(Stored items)

+ + + +

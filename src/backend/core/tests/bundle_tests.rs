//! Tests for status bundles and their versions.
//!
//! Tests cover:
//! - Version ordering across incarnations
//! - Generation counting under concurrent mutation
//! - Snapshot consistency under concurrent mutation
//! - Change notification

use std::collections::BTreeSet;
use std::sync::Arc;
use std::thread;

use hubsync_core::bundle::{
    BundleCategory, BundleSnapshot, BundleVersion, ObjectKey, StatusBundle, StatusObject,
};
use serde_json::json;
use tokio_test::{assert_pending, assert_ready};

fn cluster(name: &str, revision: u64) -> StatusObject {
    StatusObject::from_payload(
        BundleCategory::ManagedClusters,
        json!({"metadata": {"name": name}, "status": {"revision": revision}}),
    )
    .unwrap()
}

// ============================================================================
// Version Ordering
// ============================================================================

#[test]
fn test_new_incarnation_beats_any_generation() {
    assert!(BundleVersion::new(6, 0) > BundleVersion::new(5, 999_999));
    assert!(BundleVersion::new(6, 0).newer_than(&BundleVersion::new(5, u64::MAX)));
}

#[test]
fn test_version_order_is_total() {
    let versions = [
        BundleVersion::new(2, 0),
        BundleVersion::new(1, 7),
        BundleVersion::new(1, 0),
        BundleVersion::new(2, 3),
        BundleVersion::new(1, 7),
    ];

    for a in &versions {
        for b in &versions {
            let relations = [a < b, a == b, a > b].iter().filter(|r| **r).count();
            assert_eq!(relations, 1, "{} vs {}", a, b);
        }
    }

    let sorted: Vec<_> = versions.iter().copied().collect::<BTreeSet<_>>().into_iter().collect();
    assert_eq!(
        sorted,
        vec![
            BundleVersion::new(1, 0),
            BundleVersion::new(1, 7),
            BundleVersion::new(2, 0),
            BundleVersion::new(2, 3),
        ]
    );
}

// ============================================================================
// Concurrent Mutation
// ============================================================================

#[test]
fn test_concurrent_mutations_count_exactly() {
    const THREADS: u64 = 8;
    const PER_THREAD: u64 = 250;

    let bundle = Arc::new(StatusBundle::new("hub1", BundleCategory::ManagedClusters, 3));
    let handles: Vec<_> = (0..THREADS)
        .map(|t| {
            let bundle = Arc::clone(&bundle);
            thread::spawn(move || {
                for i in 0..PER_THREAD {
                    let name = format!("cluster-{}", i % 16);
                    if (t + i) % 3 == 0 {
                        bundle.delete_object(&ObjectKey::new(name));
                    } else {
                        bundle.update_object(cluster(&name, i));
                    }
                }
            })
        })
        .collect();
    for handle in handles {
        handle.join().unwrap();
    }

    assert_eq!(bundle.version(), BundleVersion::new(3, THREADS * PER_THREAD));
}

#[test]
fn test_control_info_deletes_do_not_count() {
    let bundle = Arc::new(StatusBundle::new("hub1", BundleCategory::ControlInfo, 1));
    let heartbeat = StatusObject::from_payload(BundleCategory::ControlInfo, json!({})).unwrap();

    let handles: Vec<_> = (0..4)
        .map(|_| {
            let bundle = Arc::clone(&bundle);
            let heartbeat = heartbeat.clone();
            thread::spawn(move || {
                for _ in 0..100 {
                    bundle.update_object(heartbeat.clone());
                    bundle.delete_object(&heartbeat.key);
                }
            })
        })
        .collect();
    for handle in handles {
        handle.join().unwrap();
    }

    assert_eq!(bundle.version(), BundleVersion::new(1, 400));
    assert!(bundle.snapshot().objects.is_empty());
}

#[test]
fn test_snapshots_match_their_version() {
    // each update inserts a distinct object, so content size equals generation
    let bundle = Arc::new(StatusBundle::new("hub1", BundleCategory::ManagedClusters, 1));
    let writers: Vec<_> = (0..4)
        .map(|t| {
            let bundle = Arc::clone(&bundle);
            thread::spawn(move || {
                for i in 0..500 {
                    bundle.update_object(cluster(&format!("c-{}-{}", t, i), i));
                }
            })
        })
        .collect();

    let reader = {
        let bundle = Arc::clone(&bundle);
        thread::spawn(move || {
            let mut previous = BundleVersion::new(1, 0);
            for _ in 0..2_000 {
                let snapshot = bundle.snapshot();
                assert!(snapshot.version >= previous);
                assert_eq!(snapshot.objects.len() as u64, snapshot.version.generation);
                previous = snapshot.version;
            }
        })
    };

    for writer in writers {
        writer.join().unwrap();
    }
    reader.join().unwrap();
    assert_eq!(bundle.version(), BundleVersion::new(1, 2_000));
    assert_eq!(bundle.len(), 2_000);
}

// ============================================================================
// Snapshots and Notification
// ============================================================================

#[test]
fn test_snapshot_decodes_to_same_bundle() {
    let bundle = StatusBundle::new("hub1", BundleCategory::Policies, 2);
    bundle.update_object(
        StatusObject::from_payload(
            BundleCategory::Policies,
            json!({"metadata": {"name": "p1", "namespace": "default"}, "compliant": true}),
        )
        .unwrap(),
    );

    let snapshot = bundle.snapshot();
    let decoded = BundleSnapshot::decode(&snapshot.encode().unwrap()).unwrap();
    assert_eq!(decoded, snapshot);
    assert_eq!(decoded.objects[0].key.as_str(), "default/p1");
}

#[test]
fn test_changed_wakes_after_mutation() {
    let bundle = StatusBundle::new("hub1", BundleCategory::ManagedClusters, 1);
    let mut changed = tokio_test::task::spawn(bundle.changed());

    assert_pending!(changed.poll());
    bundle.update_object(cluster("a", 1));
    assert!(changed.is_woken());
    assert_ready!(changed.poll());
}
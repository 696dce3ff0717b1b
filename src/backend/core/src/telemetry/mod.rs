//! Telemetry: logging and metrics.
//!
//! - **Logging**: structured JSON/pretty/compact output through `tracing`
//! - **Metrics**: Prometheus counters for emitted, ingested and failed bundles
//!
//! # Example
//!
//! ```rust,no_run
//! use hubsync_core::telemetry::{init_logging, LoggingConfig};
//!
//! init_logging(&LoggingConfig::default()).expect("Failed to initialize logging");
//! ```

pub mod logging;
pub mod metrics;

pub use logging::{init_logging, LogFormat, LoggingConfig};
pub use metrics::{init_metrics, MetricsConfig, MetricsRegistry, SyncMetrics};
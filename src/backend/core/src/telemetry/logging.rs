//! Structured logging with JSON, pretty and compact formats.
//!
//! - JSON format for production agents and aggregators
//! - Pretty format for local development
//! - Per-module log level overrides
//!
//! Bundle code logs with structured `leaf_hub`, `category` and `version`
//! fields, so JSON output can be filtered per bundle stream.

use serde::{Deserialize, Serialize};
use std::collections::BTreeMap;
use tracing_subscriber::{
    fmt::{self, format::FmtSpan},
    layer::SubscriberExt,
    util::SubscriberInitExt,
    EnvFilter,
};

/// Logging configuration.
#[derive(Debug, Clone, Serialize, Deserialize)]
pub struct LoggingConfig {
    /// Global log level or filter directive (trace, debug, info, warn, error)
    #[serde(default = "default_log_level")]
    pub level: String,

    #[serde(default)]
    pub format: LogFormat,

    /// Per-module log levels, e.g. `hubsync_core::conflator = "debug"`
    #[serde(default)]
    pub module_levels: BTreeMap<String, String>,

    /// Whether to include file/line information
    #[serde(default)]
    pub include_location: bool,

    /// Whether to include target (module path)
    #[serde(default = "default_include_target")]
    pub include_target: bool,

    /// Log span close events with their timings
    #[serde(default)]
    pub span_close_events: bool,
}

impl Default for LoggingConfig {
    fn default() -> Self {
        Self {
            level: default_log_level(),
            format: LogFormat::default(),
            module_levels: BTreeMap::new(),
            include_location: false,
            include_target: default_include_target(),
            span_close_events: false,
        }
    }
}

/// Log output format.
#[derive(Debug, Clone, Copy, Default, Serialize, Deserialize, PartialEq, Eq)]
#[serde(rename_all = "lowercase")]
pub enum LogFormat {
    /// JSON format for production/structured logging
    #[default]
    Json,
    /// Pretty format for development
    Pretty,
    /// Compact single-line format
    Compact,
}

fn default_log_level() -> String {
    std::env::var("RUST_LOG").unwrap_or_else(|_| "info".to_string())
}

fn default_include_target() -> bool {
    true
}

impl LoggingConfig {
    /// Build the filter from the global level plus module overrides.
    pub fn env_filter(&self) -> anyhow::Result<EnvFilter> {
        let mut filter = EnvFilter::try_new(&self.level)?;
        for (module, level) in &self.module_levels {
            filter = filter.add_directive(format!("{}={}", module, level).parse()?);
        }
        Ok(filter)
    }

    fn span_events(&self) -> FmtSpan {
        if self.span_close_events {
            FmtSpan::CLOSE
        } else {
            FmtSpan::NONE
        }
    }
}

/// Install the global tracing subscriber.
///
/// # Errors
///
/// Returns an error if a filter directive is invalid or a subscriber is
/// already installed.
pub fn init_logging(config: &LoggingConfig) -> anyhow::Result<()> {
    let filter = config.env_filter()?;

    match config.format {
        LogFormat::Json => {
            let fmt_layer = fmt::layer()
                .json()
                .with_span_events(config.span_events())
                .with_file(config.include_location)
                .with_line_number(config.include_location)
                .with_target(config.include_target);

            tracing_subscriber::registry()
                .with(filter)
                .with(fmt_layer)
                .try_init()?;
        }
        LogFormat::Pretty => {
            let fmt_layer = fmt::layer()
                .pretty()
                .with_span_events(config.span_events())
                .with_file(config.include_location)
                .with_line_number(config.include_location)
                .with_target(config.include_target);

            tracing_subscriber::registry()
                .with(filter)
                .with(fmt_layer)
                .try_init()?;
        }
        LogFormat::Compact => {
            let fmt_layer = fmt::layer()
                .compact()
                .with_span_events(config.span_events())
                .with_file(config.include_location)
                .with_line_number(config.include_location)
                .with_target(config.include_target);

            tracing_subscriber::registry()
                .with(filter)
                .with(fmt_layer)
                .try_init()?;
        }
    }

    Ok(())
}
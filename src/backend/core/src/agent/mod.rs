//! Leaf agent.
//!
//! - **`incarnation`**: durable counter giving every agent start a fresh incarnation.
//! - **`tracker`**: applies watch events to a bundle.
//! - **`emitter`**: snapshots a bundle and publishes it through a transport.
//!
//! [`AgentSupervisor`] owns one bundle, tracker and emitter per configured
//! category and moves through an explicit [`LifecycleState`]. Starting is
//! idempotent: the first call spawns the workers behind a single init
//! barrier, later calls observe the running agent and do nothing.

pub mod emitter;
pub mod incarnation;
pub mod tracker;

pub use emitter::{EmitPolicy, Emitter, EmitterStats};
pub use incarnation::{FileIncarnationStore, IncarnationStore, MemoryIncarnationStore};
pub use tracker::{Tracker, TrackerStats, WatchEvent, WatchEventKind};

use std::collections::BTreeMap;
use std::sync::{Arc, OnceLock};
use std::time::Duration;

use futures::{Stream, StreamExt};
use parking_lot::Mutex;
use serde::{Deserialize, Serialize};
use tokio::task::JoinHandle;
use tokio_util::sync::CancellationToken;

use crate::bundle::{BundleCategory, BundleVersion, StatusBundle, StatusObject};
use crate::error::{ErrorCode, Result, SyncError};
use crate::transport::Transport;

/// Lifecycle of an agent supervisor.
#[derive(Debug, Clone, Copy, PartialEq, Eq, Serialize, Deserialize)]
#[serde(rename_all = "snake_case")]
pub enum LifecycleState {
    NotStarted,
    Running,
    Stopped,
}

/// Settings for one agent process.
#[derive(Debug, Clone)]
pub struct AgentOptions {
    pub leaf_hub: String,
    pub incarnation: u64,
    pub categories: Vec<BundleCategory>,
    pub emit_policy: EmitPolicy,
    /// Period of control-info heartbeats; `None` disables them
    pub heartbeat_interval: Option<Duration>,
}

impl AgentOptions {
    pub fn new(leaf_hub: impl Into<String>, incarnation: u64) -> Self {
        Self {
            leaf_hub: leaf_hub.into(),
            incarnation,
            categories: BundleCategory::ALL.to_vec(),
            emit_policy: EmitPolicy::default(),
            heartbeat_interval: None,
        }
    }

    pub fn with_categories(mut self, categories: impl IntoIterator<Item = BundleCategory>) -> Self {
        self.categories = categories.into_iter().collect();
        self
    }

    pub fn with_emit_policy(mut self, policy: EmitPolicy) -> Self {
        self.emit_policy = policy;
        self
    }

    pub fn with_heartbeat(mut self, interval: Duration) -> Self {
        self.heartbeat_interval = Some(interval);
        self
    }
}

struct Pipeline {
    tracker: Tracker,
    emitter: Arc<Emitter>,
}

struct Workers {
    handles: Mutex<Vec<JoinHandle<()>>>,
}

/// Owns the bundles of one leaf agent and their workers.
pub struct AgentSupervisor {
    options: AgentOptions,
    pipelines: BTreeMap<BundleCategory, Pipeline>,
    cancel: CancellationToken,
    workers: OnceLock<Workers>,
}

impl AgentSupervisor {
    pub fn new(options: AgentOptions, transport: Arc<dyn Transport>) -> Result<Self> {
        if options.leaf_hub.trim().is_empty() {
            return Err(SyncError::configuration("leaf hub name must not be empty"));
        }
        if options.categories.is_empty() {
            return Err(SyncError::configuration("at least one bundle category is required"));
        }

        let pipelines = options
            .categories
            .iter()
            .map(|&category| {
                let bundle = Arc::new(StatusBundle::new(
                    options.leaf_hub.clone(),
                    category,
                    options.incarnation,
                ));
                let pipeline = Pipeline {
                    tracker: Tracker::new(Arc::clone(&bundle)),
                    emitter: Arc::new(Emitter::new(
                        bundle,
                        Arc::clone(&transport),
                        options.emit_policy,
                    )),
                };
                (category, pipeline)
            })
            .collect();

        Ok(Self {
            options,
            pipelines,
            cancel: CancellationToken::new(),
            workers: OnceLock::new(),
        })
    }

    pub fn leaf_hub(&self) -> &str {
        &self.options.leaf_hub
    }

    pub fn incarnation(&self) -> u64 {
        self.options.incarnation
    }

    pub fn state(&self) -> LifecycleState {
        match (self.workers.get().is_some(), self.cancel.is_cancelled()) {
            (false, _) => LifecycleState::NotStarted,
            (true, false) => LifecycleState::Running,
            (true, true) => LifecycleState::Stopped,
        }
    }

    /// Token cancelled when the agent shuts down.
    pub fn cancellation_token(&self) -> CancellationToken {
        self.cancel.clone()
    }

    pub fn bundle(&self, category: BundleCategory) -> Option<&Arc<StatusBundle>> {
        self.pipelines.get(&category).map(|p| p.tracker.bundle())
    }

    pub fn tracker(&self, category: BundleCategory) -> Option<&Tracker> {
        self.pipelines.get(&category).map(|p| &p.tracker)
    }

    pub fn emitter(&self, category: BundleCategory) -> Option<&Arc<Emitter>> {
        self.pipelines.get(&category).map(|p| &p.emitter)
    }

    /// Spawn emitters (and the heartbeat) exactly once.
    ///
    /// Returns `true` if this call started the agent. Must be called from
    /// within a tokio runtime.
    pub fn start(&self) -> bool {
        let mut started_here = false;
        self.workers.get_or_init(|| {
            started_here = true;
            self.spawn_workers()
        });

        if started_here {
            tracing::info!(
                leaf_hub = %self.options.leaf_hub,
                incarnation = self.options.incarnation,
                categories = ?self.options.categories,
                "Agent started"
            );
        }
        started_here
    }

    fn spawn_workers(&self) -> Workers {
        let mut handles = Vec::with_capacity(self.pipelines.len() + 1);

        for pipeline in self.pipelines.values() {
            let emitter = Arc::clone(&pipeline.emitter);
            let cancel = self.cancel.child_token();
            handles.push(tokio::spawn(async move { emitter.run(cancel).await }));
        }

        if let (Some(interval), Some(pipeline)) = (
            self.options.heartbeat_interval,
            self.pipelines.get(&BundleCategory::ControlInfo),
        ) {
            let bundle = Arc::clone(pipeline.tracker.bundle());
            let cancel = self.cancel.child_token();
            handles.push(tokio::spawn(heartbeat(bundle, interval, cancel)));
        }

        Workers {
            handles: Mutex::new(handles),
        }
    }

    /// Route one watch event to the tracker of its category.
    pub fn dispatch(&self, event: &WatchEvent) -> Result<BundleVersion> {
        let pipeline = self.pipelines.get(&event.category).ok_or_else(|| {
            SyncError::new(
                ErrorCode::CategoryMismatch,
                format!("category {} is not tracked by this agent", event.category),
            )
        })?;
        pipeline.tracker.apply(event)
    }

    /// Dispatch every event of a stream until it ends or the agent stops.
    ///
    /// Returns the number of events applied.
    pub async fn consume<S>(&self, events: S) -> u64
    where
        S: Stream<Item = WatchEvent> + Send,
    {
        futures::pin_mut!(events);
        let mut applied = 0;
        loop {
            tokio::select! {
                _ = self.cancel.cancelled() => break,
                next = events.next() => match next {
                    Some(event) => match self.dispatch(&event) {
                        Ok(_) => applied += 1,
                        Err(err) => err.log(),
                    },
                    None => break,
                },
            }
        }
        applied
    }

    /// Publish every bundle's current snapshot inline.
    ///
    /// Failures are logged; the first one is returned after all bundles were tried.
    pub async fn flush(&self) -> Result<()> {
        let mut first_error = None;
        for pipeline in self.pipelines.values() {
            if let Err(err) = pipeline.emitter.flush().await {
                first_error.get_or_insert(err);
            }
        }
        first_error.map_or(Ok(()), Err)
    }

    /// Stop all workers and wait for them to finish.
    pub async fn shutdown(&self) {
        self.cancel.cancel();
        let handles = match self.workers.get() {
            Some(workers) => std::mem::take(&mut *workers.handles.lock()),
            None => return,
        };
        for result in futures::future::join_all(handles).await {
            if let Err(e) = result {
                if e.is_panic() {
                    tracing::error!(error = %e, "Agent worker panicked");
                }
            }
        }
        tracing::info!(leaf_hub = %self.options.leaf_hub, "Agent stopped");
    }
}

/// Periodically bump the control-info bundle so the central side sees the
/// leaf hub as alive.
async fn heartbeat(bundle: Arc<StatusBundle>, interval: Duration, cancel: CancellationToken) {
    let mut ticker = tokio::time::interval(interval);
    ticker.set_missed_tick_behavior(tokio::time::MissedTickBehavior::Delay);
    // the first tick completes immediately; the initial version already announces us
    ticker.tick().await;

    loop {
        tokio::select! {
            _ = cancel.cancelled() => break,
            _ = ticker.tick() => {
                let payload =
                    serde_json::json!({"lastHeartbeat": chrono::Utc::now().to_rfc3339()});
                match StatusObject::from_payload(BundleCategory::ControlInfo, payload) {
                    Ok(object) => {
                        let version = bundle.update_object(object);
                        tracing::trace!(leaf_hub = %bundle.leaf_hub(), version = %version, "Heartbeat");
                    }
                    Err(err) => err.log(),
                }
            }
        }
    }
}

+ + + +

## What you should do:
Up to and including the line with "assert!(BundleVersion::new(6, 0) >", write out the records above exactly, starting from their first line.

## Result of the task:
filename src/backend/core/tests/bundle_tests.rs
//! Tests for status bundles and their versions.
//!
//! Tests cover:
//! - Version ordering across incarnations
//! - Generation counting under concurrent mutation
//! - Snapshot consistency under concurrent mutation
//! - Change notification

use std::collections::BTreeSet;
use std::sync::Arc;
use std::thread;

use hubsync_core::bundle::{
    BundleCategory, BundleSnapshot, BundleVersion, ObjectKey, StatusBundle, StatusObject,
};
use serde_json::json;
use tokio_test::{assert_pending, assert_ready};

fn cluster(name: &str, revision: u64) -> StatusObject {
    StatusObject::from_payload(
        BundleCategory::ManagedClusters,
        json!({"metadata": {"name": name}, "status": {"revision": revision}}),
    )
    .unwrap()
}

// ============================================================================
// Version Ordering
// ============================================================================

#[test]
fn test_new_incarnation_beats_any_generation() {
    assert!(BundleVersion::new(6, 0) > BundleVersion::new(5, 999_999));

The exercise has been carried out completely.